Employment History - as a
general rule, you should be at your job 2 years. If you have
changed jobs, you should be in the same industry/field. It's okay
if you recently graduated from school and are working in
your field of study. Lenders are evaluating your stability.
For the self-employed, the lender will require at least 2 years of
self-employment, and they will average your income for the most
recent 2 years to obtain a monthly income.
3.
Income - lenders use your
gross monthly income to evaluate your debt ratios. The debt ratios
are used to determine the maximum allowable monthly mortgage
payment. There are two ratios: The front ratio is figured by
dividing the total monthly mortgage payment by your gross income.
This ratio should be no higher than 28-30%.
The
back end ratio is figured by dividing the total monthly mortgage +
your monthly consumer debts (car payments, student loans, personal
loans, 401k loans, credit cards) by your gross monthly income.

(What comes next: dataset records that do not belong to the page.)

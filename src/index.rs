//! A–Z / 0-9 index lookups.

use anyhow::Result;

use glossary_core::alphabet::{build_alphabet_index, AlphabetIndex, IndexGroup, IndexKey};
use glossary_core::store::Store;

use crate::config::Config;
use crate::errors::LookupError;
use crate::sqlite_store::SqliteStore;

pub async fn alphabet_index(store: &dyn Store) -> Result<AlphabetIndex> {
    Ok(build_alphabet_index(&store.list_terms().await?))
}

/// One bucket, e.g. `"a"` or `"0-9"`. Empty buckets are returned, not 404.
pub async fn index_group(store: &dyn Store, raw_key: &str) -> Result<IndexGroup> {
    let key =
        IndexKey::parse(raw_key).ok_or_else(|| LookupError::InvalidIndexKey(raw_key.to_string()))?;
    let index = alphabet_index(store).await?;
    Ok(index
        .groups
        .into_iter()
        .find(|g| g.key == key)
        .unwrap_or(IndexGroup {
            key,
            terms: Vec::new(),
        }))
}

pub async fn run_index(config: &Config, key: Option<&str>) -> Result<()> {
    let store = SqliteStore::connect(config).await?;

    match key {
        Some(raw) => {
            let group = index_group(&store, raw).await?;
            println!("{} ({})", group.key, group.terms.len());
            for term in &group.terms {
                println!("  {}  [{}]", term.title, term.slug);
            }
        }
        None => {
            let index = alphabet_index(&store).await?;
            for group in index.non_empty() {
                let titles: Vec<&str> = group.terms.iter().map(|t| t.title.as_str()).collect();
                println!("{} ({}): {}", group.key, titles.len(), titles.join(", "));
            }
            if index.unindexed > 0 {
                println!("(not indexed: {})", index.unindexed);
            }
        }
    }

    store.close().await;
    Ok(())
}
//! Connector extension point.
//!
//! A [`Connector`] produces one complete [`ContentBatch`] per sync: every
//! category and term the source currently holds, still in raw CMS shape.
//! The sync pipeline validates the batch, upserts it, and removes stored
//! records the batch no longer contains.
//!
//! ```rust
//! use async_trait::async_trait;
//! use anyhow::Result;
//! use glossary_harness::traits::{Connector, ContentBatch};
//!
//! pub struct FixtureConnector;
//!
//! #[async_trait]
//! impl Connector for FixtureConnector {
//!     fn name(&self) -> &str { "fixture" }
//!     fn description(&self) -> &str { "Static test content" }
//!
//!     async fn scan(&self) -> Result<ContentBatch> {
//!         Ok(ContentBatch::default())
//!     }
//! }
//! ```

use anyhow::Result;
use async_trait::async_trait;
use serde::Deserialize;

use crate::cms::{RawCategory, RawRecord, RawTerm};

/// Raw content returned by one scan.
#[derive(Debug, Clone, Default, Deserialize)]
pub struct ContentBatch {
    #[serde(default)]
    pub categories: Vec<RawRecord<RawCategory>>,
    #[serde(default)]
    pub terms: Vec<RawRecord<RawTerm>>,
}

impl ContentBatch {
    pub fn is_empty(&self) -> bool {
        self.categories.is_empty() && self.terms.is_empty()
    }
}

#[async_trait]
pub trait Connector: Send + Sync {
    /// Instance name, e.g. `"microcms"`.
    fn name(&self) -> &str;

    /// One-line description for `glossary sources`.
    fn description(&self) -> &str;

    fn connector_type(&self) -> &str {
        "custom"
    }

    /// Key under which the sync checkpoint is stored.
    fn source_label(&self) -> String {
        format!("{}:{}", self.connector_type(), self.name())
    }

    async fn scan(&self) -> Result<ContentBatch>;
}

This ratio should be no higher than 36-40%.
4.
Savings, Down Payment, and Reserves
- lenders will require a paper trail of your money. "Mattress
Money", cash, and money that just shows up in your account is
not acceptable to lenders. They require a 3 month average for all
accounts, and a complete paper trail for money borrowed from
retirement or 401k for your down payment. They will not
allow you to borrow your down payment from parents, etc. it would
have to be documented as a "gift."
It
is important to address this issue before beginning the home
buying process! The lender will also require a minimum 2-3 months
reserves (money available to cover your expenses in the event of
loss of job, etc.). Lenders will count your retirement, IRA's, and
401k's as reserves.
5.
Appraisal - lenders require a
written evaluation of the property's value. The lender's maximum
loan is based on the purchase price or appraisal, whichever is
LOWER.
6.
Pest/Termite Report and Clearance
- most lenders will require a pest report and clearance before
funding the loan, especially on older homes. Your real
estate agent will handle this for you.
7.
Purchase Contract - the lender
will require a completely executed purchase contract, signed by
all parties.
8.
Escrow - the lenders will
require escrow to meet lender instructions regarding the handling
of loan documents, recording, and dispersing of money.
9.
Title Insurance - lenders will
require the security instrument (trust deed) be recorded at close,
and title insurance issued insuring the lender's interest in your
property.
10.
Hazard Insurance - the lender
will require escrow to pay your premium and provide proof that
your property has the proper hazard insurance, listing the lender
as a mortgagee to protect their interest.